Records provided —
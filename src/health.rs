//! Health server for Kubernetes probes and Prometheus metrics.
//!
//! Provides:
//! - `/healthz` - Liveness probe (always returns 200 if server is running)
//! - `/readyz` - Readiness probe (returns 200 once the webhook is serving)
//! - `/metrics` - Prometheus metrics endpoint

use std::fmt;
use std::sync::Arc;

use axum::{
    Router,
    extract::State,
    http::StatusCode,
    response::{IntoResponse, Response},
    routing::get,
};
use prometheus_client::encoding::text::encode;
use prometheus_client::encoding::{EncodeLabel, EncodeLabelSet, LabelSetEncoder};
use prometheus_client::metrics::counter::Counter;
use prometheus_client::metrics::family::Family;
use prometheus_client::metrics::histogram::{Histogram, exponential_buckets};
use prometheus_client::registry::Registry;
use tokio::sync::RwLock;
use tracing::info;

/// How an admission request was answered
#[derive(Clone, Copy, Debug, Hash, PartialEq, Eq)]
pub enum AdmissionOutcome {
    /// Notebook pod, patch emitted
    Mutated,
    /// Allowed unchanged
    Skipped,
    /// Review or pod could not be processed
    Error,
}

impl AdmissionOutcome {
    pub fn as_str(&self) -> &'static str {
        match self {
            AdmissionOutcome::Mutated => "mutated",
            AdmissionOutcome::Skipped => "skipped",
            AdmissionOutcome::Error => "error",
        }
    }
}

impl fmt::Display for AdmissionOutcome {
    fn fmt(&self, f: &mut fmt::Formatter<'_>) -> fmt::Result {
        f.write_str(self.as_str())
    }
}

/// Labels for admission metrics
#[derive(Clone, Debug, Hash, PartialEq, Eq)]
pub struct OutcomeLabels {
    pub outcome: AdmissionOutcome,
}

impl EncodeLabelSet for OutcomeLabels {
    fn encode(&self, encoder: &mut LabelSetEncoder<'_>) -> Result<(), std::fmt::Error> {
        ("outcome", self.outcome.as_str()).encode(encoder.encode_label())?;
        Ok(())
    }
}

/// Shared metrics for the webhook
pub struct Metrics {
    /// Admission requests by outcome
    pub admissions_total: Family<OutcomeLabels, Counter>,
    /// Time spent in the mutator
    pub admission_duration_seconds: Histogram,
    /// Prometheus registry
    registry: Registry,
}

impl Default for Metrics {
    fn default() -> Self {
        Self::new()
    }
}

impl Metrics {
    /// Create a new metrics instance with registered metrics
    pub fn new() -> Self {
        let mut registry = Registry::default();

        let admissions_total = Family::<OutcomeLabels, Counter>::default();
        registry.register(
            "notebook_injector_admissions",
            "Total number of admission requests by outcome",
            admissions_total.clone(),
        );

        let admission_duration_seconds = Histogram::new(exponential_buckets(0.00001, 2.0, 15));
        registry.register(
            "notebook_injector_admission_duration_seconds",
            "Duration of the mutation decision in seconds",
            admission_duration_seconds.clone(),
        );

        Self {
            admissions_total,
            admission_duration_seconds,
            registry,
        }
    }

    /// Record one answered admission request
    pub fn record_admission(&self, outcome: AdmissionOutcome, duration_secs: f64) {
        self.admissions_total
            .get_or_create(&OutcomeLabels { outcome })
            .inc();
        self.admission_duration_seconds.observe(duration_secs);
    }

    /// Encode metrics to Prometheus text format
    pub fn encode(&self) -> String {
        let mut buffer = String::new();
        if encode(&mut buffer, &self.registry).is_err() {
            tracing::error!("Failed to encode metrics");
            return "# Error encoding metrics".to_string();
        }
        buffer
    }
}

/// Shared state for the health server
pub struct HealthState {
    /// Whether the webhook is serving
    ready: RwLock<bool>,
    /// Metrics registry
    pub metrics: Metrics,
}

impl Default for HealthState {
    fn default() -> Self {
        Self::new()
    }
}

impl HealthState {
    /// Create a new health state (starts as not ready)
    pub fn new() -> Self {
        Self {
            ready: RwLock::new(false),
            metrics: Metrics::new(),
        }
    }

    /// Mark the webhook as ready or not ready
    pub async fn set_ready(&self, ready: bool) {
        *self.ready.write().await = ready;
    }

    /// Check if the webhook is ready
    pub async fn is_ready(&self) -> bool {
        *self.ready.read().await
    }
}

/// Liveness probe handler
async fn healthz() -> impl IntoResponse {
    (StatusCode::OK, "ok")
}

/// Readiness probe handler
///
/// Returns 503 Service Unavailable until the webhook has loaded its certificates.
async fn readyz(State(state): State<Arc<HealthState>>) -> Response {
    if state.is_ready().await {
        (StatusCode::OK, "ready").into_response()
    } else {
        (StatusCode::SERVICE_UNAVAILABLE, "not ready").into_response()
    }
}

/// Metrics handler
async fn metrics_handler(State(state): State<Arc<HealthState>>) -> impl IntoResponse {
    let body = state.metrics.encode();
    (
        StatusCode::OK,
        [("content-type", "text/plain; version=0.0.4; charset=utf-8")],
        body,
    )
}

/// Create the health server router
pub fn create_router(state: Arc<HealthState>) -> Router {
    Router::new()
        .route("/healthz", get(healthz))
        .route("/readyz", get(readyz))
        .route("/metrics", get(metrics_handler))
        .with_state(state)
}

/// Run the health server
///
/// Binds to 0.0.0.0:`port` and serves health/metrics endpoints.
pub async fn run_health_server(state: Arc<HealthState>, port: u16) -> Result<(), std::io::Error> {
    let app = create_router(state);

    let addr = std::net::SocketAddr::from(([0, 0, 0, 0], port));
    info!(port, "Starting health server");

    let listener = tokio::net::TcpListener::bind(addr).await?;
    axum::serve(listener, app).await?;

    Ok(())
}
--
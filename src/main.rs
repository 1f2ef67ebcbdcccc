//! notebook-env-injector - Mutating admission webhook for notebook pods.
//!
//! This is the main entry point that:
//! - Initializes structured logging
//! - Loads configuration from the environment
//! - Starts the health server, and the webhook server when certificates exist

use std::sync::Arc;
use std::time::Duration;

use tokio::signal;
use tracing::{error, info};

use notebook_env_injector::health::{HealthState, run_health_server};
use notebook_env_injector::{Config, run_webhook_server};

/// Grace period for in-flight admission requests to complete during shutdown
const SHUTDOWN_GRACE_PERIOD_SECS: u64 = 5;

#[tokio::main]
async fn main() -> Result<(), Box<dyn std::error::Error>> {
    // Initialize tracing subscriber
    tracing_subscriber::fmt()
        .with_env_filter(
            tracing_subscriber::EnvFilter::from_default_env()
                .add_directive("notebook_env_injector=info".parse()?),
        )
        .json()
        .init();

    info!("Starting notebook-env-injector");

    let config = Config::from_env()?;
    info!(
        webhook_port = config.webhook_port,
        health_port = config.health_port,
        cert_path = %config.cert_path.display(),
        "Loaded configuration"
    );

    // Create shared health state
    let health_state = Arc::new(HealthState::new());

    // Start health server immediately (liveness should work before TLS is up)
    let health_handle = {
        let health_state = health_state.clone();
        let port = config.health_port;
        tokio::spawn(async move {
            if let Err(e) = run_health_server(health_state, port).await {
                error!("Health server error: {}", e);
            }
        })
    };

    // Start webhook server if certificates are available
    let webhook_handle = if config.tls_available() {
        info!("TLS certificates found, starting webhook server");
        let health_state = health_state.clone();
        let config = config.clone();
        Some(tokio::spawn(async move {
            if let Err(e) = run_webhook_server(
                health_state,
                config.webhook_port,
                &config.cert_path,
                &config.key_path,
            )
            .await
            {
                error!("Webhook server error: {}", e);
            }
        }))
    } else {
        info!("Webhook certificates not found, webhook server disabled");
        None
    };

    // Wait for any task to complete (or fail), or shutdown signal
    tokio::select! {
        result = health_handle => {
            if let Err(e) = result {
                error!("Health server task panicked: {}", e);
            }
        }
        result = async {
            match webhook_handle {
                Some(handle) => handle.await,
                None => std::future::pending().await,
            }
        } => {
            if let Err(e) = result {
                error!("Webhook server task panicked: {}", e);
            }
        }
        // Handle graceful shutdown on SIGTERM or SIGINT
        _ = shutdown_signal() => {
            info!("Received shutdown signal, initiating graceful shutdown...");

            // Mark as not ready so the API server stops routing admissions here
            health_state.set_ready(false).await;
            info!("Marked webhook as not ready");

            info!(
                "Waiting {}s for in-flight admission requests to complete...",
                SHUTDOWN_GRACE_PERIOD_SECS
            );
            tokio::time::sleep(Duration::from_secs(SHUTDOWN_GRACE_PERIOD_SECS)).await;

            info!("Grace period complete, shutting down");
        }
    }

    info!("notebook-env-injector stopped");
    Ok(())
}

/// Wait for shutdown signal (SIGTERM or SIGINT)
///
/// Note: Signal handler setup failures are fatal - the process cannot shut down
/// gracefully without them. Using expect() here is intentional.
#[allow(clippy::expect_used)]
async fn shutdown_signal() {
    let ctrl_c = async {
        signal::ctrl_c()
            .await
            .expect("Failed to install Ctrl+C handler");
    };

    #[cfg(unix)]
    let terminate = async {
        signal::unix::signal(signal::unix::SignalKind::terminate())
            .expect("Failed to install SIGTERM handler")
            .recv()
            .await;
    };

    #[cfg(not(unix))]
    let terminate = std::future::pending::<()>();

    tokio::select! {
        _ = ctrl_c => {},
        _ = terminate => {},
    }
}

Required action —
Could you reproduce, exactly, every line above from the line with "use std::time::Duration;" to the line with "let health_state = Arc::new(HealthState::new());", and no other line? Both ends count.

Output —
use std::time::Duration;

use tokio::signal;
use tracing::{error, info};

use notebook_env_injector::health::{HealthState, run_health_server};
use notebook_env_injector::{Config, run_webhook_server};

/// Grace period for in-flight admission requests to complete during shutdown
const SHUTDOWN_GRACE_PERIOD_SECS: u64 = 5;

#[tokio::main]
async fn main() -> Result<(), Box<dyn std::error::Error>> {
    // Initialize tracing subscriber
    tracing_subscriber::fmt()
        .with_env_filter(
            tracing_subscriber::EnvFilter::from_default_env()
                .add_directive("notebook_env_injector=info".parse()?),
        )
        .json()
        .init();

    info!("Starting notebook-env-injector");

    let config = Config::from_env()?;
    info!(
        webhook_port = config.webhook_port,
        health_port = config.health_port,
        cert_path = %config.cert_path.display(),
        "Loaded configuration"
    );

    // Create shared health state
    let health_state = Arc::new(HealthState::new());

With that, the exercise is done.